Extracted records
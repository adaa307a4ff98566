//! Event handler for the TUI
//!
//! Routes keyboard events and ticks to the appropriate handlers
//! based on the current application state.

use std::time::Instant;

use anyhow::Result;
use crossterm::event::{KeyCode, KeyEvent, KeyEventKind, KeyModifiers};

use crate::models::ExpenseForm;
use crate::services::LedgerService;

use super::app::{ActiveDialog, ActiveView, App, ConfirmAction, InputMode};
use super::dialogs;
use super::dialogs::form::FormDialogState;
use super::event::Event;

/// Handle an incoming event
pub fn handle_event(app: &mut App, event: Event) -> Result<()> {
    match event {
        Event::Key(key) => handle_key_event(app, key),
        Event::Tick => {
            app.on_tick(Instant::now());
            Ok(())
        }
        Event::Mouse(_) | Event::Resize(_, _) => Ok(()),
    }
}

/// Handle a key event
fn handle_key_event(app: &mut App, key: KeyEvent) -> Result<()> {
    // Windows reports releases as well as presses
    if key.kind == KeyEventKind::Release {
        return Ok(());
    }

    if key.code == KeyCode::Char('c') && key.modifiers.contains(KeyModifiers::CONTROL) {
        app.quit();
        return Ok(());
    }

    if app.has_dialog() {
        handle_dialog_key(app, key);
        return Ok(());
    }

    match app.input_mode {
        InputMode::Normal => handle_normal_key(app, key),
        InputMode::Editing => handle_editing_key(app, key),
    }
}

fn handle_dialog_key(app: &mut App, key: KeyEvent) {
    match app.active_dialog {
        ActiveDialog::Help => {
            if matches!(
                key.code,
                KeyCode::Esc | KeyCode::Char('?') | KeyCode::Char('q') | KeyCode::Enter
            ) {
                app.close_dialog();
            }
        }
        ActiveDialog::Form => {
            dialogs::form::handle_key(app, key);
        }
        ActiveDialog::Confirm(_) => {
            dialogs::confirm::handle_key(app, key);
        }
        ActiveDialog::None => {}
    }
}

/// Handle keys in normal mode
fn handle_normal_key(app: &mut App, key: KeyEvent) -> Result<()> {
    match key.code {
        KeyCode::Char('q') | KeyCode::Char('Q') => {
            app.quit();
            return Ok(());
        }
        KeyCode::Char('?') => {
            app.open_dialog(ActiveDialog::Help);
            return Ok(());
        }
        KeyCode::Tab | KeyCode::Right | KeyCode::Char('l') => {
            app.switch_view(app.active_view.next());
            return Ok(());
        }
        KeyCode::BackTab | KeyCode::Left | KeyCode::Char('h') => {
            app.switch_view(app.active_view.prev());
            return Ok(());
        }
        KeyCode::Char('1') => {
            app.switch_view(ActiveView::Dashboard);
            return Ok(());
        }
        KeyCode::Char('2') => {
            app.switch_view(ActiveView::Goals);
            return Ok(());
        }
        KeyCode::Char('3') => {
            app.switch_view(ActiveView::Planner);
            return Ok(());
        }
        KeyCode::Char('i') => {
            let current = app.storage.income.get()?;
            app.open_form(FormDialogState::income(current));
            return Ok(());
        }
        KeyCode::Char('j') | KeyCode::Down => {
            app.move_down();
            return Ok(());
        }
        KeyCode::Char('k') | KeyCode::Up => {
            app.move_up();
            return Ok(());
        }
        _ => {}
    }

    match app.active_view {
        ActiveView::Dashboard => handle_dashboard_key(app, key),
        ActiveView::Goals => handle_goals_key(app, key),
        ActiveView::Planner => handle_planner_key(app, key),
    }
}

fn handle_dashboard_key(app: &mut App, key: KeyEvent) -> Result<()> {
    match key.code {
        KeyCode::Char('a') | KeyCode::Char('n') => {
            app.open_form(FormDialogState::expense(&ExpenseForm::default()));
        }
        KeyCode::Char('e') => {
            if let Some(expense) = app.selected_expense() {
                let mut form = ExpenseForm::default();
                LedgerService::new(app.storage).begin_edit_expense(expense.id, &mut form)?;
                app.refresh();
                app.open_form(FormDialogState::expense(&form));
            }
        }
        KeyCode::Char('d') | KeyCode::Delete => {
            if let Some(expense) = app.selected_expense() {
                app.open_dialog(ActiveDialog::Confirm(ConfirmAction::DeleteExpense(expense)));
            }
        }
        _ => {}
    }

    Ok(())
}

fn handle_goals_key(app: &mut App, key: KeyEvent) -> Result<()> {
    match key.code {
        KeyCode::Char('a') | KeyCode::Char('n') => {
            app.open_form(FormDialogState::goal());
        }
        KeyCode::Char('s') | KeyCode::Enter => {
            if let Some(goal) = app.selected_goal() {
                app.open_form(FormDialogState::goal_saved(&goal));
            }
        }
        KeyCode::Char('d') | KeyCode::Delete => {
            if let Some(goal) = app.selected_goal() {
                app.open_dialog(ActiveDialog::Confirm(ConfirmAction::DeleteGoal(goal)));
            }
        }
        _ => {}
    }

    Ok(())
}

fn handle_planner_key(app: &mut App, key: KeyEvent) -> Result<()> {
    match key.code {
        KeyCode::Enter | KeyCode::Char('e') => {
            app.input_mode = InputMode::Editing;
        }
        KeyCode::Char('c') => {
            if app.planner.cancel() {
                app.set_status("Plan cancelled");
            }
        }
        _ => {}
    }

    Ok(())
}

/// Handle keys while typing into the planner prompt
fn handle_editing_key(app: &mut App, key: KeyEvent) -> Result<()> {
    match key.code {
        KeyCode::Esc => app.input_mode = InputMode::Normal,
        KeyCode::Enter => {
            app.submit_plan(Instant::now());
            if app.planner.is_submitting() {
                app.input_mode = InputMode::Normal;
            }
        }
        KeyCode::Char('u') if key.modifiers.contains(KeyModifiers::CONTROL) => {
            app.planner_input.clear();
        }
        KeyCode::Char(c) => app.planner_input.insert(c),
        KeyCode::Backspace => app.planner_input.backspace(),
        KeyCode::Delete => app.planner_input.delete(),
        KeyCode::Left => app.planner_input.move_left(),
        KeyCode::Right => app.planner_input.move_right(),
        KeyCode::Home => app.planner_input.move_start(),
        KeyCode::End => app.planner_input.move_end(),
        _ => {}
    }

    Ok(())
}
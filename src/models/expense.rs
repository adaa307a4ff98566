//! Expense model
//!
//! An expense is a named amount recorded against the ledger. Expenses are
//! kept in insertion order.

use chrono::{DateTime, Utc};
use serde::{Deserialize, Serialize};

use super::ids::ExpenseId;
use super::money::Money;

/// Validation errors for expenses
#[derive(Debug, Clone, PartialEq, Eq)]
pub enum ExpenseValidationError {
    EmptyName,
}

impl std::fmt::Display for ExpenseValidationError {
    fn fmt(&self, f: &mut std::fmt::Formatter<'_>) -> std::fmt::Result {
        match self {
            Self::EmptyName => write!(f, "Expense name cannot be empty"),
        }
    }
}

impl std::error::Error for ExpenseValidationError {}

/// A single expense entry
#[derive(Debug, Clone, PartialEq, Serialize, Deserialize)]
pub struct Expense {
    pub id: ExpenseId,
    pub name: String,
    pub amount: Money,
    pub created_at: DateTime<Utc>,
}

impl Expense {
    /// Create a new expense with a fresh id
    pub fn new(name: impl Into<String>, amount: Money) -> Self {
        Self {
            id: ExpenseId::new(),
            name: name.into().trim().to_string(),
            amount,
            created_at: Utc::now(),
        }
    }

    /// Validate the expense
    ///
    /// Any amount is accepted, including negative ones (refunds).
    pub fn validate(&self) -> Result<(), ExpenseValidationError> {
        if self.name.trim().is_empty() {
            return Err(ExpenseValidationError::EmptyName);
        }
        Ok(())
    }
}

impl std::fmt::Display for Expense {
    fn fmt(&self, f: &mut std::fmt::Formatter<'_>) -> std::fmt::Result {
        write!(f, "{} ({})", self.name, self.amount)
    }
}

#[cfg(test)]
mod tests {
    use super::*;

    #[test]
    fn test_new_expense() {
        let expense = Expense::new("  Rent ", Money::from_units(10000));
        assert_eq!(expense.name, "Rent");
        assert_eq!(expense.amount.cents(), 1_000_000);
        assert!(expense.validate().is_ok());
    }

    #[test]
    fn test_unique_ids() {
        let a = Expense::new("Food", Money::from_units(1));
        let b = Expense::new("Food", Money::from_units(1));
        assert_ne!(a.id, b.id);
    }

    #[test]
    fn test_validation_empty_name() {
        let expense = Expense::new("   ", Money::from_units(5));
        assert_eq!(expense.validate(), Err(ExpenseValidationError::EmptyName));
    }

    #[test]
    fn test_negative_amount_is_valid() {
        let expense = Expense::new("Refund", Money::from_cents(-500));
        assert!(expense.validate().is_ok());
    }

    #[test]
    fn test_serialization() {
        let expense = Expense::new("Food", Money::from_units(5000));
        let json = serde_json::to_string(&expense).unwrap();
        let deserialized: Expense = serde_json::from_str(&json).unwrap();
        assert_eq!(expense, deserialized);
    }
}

:: What is needed ::
Pull out every line above that holds the word "default".

:: Reply ::
            app.open_form(FormDialogState::expense(&ExpenseForm::default()));
                let mut form = ExpenseForm::default();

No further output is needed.